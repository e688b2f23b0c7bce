use crate::model::owner::{Owner, OwnerPayload};
use crate::supabase::{Client, Error, Order};

pub async fn fetch_owners(client: &Client) -> Result<Vec<Owner>, Error> {
    client
        .from("owners")
        .select("*")
        .order("full_name", Order::Ascending)
        .fetch()
        .await
}

pub async fn create_owner(client: &Client, payload: &OwnerPayload) -> Result<(), Error> {
    client.from("owners").insert(payload).await
}
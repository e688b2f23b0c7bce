//! Delimited-text snapshots: the inventory collection and single patient
//! records.

use chrono::NaiveDate;

use crate::model::inventory::InventoryItem;
use crate::model::pet::Pet;

/// Comma-delimited snapshot of the loaded inventory with a header row.
pub fn inventory_snapshot(items: &[InventoryItem]) -> String {
    let header = [
        "Producto",
        "Categoría",
        "SKU",
        "Stock Actual",
        "Stock Mínimo",
        "Precio Unitario",
        "Valor Total",
        "Proveedor",
        "Fecha Expiración",
        "Estado",
        "Última Actualización",
    ]
    .join(",");

    let mut lines = vec![header];
    for item in items {
        lines.push(
            [
                item.name.clone(),
                item.category.label().to_string(),
                item.sku.clone().unwrap_or_else(|| "N/A".into()),
                item.quantity.to_string(),
                item.min_quantity.to_string(),
                format!("${:.2}", item.unit_price),
                format!("${:.2}", item.total_value()),
                item.supplier.clone().unwrap_or_else(|| "N/A".into()),
                item.expiration_date
                    .map(|d| d.format("%d/%m/%Y").to_string())
                    .unwrap_or_else(|| "N/A".into()),
                if item.active { "Activo" } else { "Inactivo" }.to_string(),
                item.updated_at.format("%d/%m/%Y %H:%M").to_string(),
            ]
            .join(","),
        );
    }
    lines.join("\n")
}

pub fn inventory_file_name(today: NaiveDate) -> String {
    format!("inventario-{}.csv", today.format("%Y-%m-%d"))
}

/// `key: value` report for one patient, owner contact included.
pub fn patient_report(pet: &Pet) -> String {
    let unspecified = "No especificado".to_string();
    let owner = pet.owners.as_ref();

    let fields = [
        ("Nombre", pet.name.clone()),
        ("Especie", pet.species.clone()),
        (
            "Raza",
            pet.breed.clone().unwrap_or_else(|| "No especificada".into()),
        ),
        (
            "Edad",
            pet.age
                .map(|a| format!("{a} años"))
                .unwrap_or_else(|| "No especificada".into()),
        ),
        (
            "Peso",
            pet.weight
                .map(|w| format!("{w} kg"))
                .unwrap_or_else(|| unspecified.clone()),
        ),
        ("Género", pet.gender.clone().unwrap_or_else(|| unspecified.clone())),
        ("Color", pet.color.clone().unwrap_or_else(|| unspecified.clone())),
        (
            "Dueño",
            owner
                .map(|o| o.full_name.clone())
                .unwrap_or_else(|| unspecified.clone()),
        ),
        (
            "Teléfono",
            owner
                .map(|o| o.phone.clone())
                .unwrap_or_else(|| unspecified.clone()),
        ),
        (
            "Email",
            owner
                .and_then(|o| o.email.clone())
                .unwrap_or_else(|| unspecified.clone()),
        ),
        (
            "Historial Médico",
            pet.medical_history
                .clone()
                .unwrap_or_else(|| unspecified.clone()),
        ),
        (
            "Alergias",
            pet.allergies.clone().unwrap_or_else(|| unspecified.clone()),
        ),
        ("Citas Registradas", pet.appointment_count.to_string()),
        (
            "Estado",
            if pet.active { "Activo" } else { "Inactivo" }.to_string(),
        ),
        (
            "Registrado",
            pet.created_at.format("%d/%m/%Y %H:%M").to_string(),
        ),
    ];

    fields
        .into_iter()
        .map(|(key, value)| format!("{key}: {value}"))
        .collect::<Vec<_>>()
        .join("\n")
}

pub fn patient_file_name(pet: &Pet, today: NaiveDate) -> String {
    format!("paciente-{}-{}.txt", pet.name, today.format("%Y-%m-%d"))
}

#[cfg(test)]
mod tests {
    use super::*;
    use crate::model::inventory::Category;
    use crate::model::owner::Owner;
    use chrono::{TimeZone, Utc};

    fn item() -> InventoryItem {
        InventoryItem {
            id: "i1".into(),
            name: "Amoxicilina".into(),
            category: Category::Medicamento,
            description: None,
            sku: Some("MED-001".into()),
            quantity: 3,
            min_quantity: 5,
            unit_price: 10.0,
            supplier: None,
            expiration_date: NaiveDate::from_ymd_opt(2026, 12, 31),
            active: true,
            created_at: Utc.with_ymd_and_hms(2026, 8, 1, 9, 0, 0).unwrap(),
            updated_at: Utc.with_ymd_and_hms(2026, 8, 5, 14, 30, 0).unwrap(),
        }
    }

    /// Tests the snapshot header and one data row.
    ///
    /// Expected: header labels, formatted prices, and N/A fallbacks.
    #[test]
    fn renders_inventory_snapshot() {
        let csv = inventory_snapshot(&[item()]);
        let mut lines = csv.lines();
        assert!(lines.next().unwrap().starts_with("Producto,Categoría,SKU"));
        assert_eq!(
            lines.next().unwrap(),
            "Amoxicilina,Medicamento,MED-001,3,5,$10.00,$30.00,N/A,31/12/2026,Activo,05/08/2026 14:30"
        );
        assert_eq!(lines.next(), None);
    }

    /// Tests the patient report lines and fallbacks.
    ///
    /// Expected: one key per line, owner contact included, absent fields
    /// rendered as "No especificado".
    #[test]
    fn renders_patient_report() {
        let at = Utc.with_ymd_and_hms(2026, 8, 1, 9, 0, 0).unwrap();
        let pet = Pet {
            id: "p1".into(),
            name: "Rocky".into(),
            species: "perro".into(),
            breed: None,
            age: Some(4),
            weight: None,
            gender: Some("macho".into()),
            color: None,
            owner_id: "o1".into(),
            medical_history: None,
            allergies: None,
            photo_url: None,
            active: true,
            created_at: at,
            updated_at: at,
            owners: Some(Owner {
                id: "o1".into(),
                full_name: "Fernanda Ruiz".into(),
                phone: "555-0101".into(),
                email: None,
                address: None,
                rfc: None,
            }),
            appointment_count: 2,
        };

        let report = patient_report(&pet);
        assert!(report.contains("Nombre: Rocky"));
        assert!(report.contains("Raza: No especificada"));
        assert!(report.contains("Edad: 4 años"));
        assert!(report.contains("Dueño: Fernanda Ruiz"));
        assert!(report.contains("Email: No especificado"));
        assert!(report.contains("Citas Registradas: 2"));
        assert!(report.contains("Registrado: 01/08/2026 09:00"));
        assert_eq!(report.lines().count(), 15);
    }

    /// Tests the date-stamped download names.
    ///
    /// Expected: collection and per-patient patterns.
    #[test]
    fn names_export_files() {
        let today = NaiveDate::from_ymd_opt(2026, 8, 7).unwrap();
        assert_eq!(inventory_file_name(today), "inventario-2026-08-07.csv");
    }
}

○ ○ ○

• DIRECTIONS
Each line above with the word "Result" needs to be copied.

• WORKED SOLUTION
pub async fn fetch_owners(client: &Client) -> Result<Vec<Owner>, Error> {
pub async fn create_owner(client: &Client, payload: &OwnerPayload) -> Result<(), Error> {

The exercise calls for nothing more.